What I Eat in a Day Living on WW2 Rations

Yesterday I did a video on everything I ate in a day living on WW2 rations.

I’ve been living on WW2 rations since January 8th, 2023 and am over 9 months into the experiment in the hope that I can normalise my eating habits (stop overeating and bingeing), become healthier, lose weight (I’m over 65 lbs down) and gain a deeper insight into how families ate during the war in the 1940s.

The video contains my thoughts and of course preparing my meals for the day but here is a list of what I ate:

Breakfast

Pinhead (Steel Cut) oats, a dash of milk, a little dried fruit and a spoonful of golden syrup (400 calories)

Lunch

Fried vegetables (cabbage, celery, onion and mushroom) on toast (400 calories)

Dinner

Irish Potato cakes cooked in fat with steamed cabbage (450 calories)

Dessert

Brown Betty (350 calories)

Extras

Milk (100 calories) 4 mugs of tea (2 teabags used twice)

TOTAL CALORIES = 1700

Protein wise it was a low protein day (about 50-60g) but on days I eat lentils and beans my average is 80-90g.
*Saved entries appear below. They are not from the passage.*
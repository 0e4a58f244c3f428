pub mod bars;
pub mod exchange;
pub mod frames;

pub use bars::BarBuilder;
pub use exchange::{ExchangeFeed, FeedSupervisor, WsTickFeed};
pub use frames::FrameBuffer;
/// Pre-evaluation settings (P2).
#[derive(Debug, Clone, Serialize, Deserialize)]
pub struct PreEvalConfig {
    #[serde(default = "default_dedup_window_secs")]
    pub dedup_window_secs: i64,

    /// Feature-vector cosine similarity at or above which two same-symbol,
    /// same-direction candidates are duplicates.
    #[serde(default = "default_cosine_threshold")]
    pub cosine_threshold: f64,

    /// Distinct source strategies at or above which the diversity guard
    /// preserves near-duplicates.
    #[serde(default = "default_diversity_min_strategies")]
    pub diversity_min_strategies: usize,

    /// Cross-symbol correlation above which candidates interact.
    #[serde(default = "default_correlation_threshold")]
    pub correlation_threshold: f64,

    /// Rolling window length for the correlation estimate, in bars.
    #[serde(default = "default_correlation_bars")]
    pub correlation_bars: usize,

    /// Cap on the same-direction correlation confidence bump.
    #[serde(default = "default_confidence_bump_cap")]
    pub confidence_bump_cap: f64,

    /// Express lane entry: every sub-score must clear this floor.
    #[serde(default = "default_express_subscore_floor")]
    pub express_subscore_floor: f64,

    /// Express lane entry: system load must sit below this target.
    #[serde(default = "default_express_load_target")]
    pub express_load_target: f64,

    /// Market stress at or above which candidates go to the deep lane.
    #[serde(default = "default_stress_threshold")]
    pub stress_threshold: f64,

    /// Queue-depth fraction above which lanes degrade.
    #[serde(default = "default_queue_high_watermark")]
    pub queue_high_watermark: f64,

    /// Ceiling on the fraction of routed candidates that may be degraded.
    #[serde(default = "default_degrade_max_fraction")]
    pub degrade_max_fraction: f64,

    /// Fixed composite thresholds for priority banding.
    #[serde(default = "default_band_critical")]
    pub band_critical: f64,
    #[serde(default = "default_band_high")]
    pub band_high: f64,
    #[serde(default = "default_band_medium")]
    pub band_medium: f64,

    /// Delayed-observation reinforcement window and the favourable move (as
    /// percent of entry) that re-promotes a tracked candidate.
    #[serde(default = "default_reinforce_window_secs")]
    pub reinforce_window_secs: i64,
    #[serde(default = "default_reinforce_move_pct")]
    pub reinforce_move_pct: f64,

    /// Hard per-candidate budget in this phase.
    #[serde(default = "default_phase_budget_ms")]
    pub phase_budget_ms: u64,

    #[serde(default = "default_workers")]
    pub workers: usize,
}

impl Default for PreEvalConfig {
    fn default() -> Self {
        Self {
            dedup_window_secs: default_dedup_window_secs(),
            cosine_threshold: default_cosine_threshold(),
            diversity_min_strategies: default_diversity_min_strategies(),
            correlation_threshold: default_correlation_threshold(),
            correlation_bars: default_correlation_bars(),
            confidence_bump_cap: default_confidence_bump_cap(),
            express_subscore_floor: default_express_subscore_floor(),
            express_load_target: default_express_load_target(),
            stress_threshold: default_stress_threshold(),
            queue_high_watermark: default_queue_high_watermark(),
            degrade_max_fraction: default_degrade_max_fraction(),
            band_critical: default_band_critical(),
            band_high: default_band_high(),
            band_medium: default_band_medium(),
            reinforce_window_secs: default_reinforce_window_secs(),
            reinforce_move_pct: default_reinforce_move_pct(),
            phase_budget_ms: default_phase_budget_ms(),
            workers: default_workers(),
        }
    }
}

/// Execution-policy settings (P3).
#[derive(Debug, Clone, Serialize, Deserialize)]
pub struct PolicyConfig {
    #[serde(default = "default_workers")]
    pub workers: usize,

    /// Bounded wait for the per-symbol lock before yielding CONTENTION.
    #[serde(default = "default_contention_timeout_ms")]
    pub contention_timeout_ms: u64,

    /// No further REPLACE for a symbol inside this window.
    #[serde(default = "default_replace_cooldown_secs")]
    pub replace_cooldown_secs: i64,

    #[serde(default = "default_max_positions_global")]
    pub max_positions_global: usize,

    #[serde(default = "default_max_positions_per_symbol")]
    pub max_positions_per_symbol: usize,

    /// Whether (symbol, LONG) and (symbol, SHORT) may coexist.
    #[serde(default)]
    pub allow_hedging: bool,

    /// Cumulative at-risk percentage allowed per symbol.
    #[serde(default = "default_symbol_risk_budget_pct")]
    pub symbol_risk_budget_pct: f64,

    /// A decided-but-never-opened position expires from tracking after this.
    #[serde(default = "default_activation_grace_secs")]
    pub activation_grace_secs: i64,
}
// =============================================================================
// Output & monitoring (P4) — prioritized notifications under rate control
// =============================================================================

pub mod dispatch;
pub mod queue;

pub use dispatch::{DispatchOutcome, Dispatcher, NotificationSink};
pub use queue::{NotificationQueue, NotificationState};

use serde::{Deserialize, Serialize};

use crate::types::{Direction, PriorityBand};

/// Structured notification body. Diagnostic detail stays in metrics and
/// logs; the body carries only the trade picture.
#[derive(Debug, Clone, Serialize, Deserialize)]
pub struct NotificationBody {
    pub symbol: String,
    pub direction: Direction,
    pub entry: f64,
    pub stop_loss: f64,
    pub take_profit: f64,
    pub confidence: f64,
    pub rationale: String,
    pub emitted_at_ms: i64,
}

/// What the sink receives.
#[derive(Debug, Clone, Serialize, Deserialize)]
pub struct NotificationEnvelope {
    pub recipient: String,
    pub subject: String,
    pub body: NotificationBody,
    pub band: PriorityBand,
}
My blood work during the summer showed optimal protein levels.

Hope this helps, C xxxxx

8 thoughts on “What I Eat in a Day Living on WW2 Rations


  1. I had to laugh Carolyn, cabbage at our farmers market is really cheap right now and a big harvest, so we’ve been eating a lot of it too! Luckily, we both love it. Last night, I boiled up the bones from a roast chicken we had for Sunday dinner and made a broth. I tucked in more cabbage, some carrots, onion, and some leftover broccoli from another night. It was fabulous!
    BTW, you already look younger than your profile picture! Keep up the good work.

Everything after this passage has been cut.